◆ Task goal: Write out the data below exactly, from its first line to the line containing "All functions here", that line included.

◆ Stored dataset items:
▬▬▬▬▬▬
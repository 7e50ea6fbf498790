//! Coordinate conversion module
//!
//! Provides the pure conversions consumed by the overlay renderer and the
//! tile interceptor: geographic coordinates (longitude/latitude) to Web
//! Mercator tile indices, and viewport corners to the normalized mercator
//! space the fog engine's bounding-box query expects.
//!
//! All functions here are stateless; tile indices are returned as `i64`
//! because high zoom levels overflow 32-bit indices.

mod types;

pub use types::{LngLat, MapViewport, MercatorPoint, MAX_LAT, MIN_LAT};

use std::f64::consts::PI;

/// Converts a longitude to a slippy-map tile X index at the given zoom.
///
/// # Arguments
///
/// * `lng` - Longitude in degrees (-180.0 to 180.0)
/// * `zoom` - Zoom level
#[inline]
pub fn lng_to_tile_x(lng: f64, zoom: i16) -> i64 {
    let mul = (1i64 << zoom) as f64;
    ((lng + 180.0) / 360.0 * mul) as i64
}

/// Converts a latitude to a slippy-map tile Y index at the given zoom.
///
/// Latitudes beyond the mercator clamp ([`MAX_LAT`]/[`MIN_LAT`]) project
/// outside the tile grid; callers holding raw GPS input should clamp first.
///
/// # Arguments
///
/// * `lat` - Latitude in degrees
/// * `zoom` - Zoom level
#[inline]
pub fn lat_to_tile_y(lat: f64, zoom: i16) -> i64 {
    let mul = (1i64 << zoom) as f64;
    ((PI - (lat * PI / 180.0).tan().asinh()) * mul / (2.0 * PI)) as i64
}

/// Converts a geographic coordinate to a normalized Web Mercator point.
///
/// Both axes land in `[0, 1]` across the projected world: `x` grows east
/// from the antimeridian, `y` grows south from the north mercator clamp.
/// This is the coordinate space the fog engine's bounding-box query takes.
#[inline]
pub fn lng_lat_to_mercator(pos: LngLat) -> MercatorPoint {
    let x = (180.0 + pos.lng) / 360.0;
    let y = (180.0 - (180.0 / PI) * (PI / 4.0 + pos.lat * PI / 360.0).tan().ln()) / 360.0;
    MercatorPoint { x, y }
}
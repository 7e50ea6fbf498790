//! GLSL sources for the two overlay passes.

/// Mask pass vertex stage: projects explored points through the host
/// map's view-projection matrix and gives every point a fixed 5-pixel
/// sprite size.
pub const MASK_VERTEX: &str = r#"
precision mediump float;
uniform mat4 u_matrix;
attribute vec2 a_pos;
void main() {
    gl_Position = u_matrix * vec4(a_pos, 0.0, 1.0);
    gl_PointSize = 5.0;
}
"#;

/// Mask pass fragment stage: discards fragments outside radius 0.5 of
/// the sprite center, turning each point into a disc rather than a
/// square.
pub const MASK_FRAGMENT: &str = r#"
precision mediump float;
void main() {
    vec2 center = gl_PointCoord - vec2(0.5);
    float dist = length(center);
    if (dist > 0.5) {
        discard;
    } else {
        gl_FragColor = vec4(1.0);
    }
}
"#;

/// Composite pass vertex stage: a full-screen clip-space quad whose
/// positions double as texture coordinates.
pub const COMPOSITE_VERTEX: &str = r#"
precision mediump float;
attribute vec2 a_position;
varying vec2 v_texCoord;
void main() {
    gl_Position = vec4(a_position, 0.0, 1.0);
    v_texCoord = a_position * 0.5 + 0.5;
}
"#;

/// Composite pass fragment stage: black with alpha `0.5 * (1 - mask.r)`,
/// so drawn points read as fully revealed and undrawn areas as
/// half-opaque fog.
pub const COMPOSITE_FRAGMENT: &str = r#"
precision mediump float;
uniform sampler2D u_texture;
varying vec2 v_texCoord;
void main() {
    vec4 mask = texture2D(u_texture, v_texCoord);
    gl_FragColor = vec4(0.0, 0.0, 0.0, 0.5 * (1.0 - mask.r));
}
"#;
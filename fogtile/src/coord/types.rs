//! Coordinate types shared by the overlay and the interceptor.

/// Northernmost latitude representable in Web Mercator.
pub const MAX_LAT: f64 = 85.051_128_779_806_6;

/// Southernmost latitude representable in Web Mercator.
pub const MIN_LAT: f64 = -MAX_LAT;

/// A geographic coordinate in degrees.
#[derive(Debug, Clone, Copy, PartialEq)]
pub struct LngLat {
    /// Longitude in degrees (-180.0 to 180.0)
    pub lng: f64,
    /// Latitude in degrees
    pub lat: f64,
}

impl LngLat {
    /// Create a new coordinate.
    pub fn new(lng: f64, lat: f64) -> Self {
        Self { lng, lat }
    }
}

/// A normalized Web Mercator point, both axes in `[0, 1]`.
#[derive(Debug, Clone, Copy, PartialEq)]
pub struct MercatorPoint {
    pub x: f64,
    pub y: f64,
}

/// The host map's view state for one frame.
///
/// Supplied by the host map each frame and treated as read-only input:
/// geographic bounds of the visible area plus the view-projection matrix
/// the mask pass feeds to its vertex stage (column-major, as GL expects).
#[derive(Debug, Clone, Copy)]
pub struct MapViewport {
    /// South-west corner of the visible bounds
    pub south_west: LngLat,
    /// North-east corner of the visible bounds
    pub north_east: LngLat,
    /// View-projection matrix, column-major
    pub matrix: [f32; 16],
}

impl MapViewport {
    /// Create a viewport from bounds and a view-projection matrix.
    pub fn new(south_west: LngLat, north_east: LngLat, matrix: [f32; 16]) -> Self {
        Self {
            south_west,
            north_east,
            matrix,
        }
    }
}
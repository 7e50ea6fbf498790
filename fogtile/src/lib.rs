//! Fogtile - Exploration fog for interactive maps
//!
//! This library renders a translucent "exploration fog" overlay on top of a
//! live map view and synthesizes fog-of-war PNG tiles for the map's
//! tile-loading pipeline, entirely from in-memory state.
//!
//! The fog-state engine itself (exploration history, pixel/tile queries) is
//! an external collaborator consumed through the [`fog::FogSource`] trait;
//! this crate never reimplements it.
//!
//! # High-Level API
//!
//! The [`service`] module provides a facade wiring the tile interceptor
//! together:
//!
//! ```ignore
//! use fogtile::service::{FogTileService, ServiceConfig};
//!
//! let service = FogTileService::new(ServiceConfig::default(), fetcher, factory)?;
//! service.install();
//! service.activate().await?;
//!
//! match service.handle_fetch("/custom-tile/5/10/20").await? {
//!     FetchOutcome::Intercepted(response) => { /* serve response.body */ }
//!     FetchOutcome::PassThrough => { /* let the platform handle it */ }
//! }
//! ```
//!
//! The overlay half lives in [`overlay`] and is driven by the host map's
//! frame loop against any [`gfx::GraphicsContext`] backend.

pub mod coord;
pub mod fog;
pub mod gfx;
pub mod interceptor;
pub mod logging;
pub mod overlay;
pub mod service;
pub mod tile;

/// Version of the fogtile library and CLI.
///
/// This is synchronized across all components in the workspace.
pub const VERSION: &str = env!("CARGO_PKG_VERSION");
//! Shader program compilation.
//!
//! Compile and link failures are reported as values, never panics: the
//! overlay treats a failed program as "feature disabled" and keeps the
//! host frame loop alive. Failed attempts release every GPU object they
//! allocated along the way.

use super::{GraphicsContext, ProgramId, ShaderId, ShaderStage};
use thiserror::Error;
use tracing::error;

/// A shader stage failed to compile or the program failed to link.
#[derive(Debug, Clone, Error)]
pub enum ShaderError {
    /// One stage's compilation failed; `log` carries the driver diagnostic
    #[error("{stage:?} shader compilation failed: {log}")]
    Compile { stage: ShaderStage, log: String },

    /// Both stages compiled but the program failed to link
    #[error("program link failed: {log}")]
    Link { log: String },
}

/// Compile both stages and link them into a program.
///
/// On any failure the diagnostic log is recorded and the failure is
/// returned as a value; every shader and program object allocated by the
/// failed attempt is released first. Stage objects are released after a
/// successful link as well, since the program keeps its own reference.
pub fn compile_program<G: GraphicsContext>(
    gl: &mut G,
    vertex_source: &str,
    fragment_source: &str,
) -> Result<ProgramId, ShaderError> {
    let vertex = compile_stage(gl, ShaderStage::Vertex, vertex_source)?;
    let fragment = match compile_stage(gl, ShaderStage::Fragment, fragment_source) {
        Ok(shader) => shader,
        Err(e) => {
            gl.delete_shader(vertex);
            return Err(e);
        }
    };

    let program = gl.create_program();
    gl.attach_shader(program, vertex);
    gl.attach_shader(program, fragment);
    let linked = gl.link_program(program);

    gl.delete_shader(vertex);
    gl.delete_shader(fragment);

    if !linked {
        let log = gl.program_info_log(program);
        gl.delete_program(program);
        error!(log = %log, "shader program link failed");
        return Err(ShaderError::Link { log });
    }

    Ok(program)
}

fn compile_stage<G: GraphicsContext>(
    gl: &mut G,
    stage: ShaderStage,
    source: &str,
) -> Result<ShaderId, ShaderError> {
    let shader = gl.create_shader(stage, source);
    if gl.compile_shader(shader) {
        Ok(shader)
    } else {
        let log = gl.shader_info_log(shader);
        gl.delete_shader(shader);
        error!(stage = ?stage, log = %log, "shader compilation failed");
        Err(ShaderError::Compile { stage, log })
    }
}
▬▬▬▬▬▬
◆ Output for this exercise:
repository 7e50ea6fbf498790
//! Coordinate conversion module
//!
//! Provides the pure conversions consumed by the overlay renderer and the
//! tile interceptor: geographic coordinates (longitude/latitude) to Web
//! Mercator tile indices, and viewport corners to the normalized mercator
//! space the fog engine's bounding-box query expects.
//!
//! All functions here are stateless; tile indices are returned as `i64`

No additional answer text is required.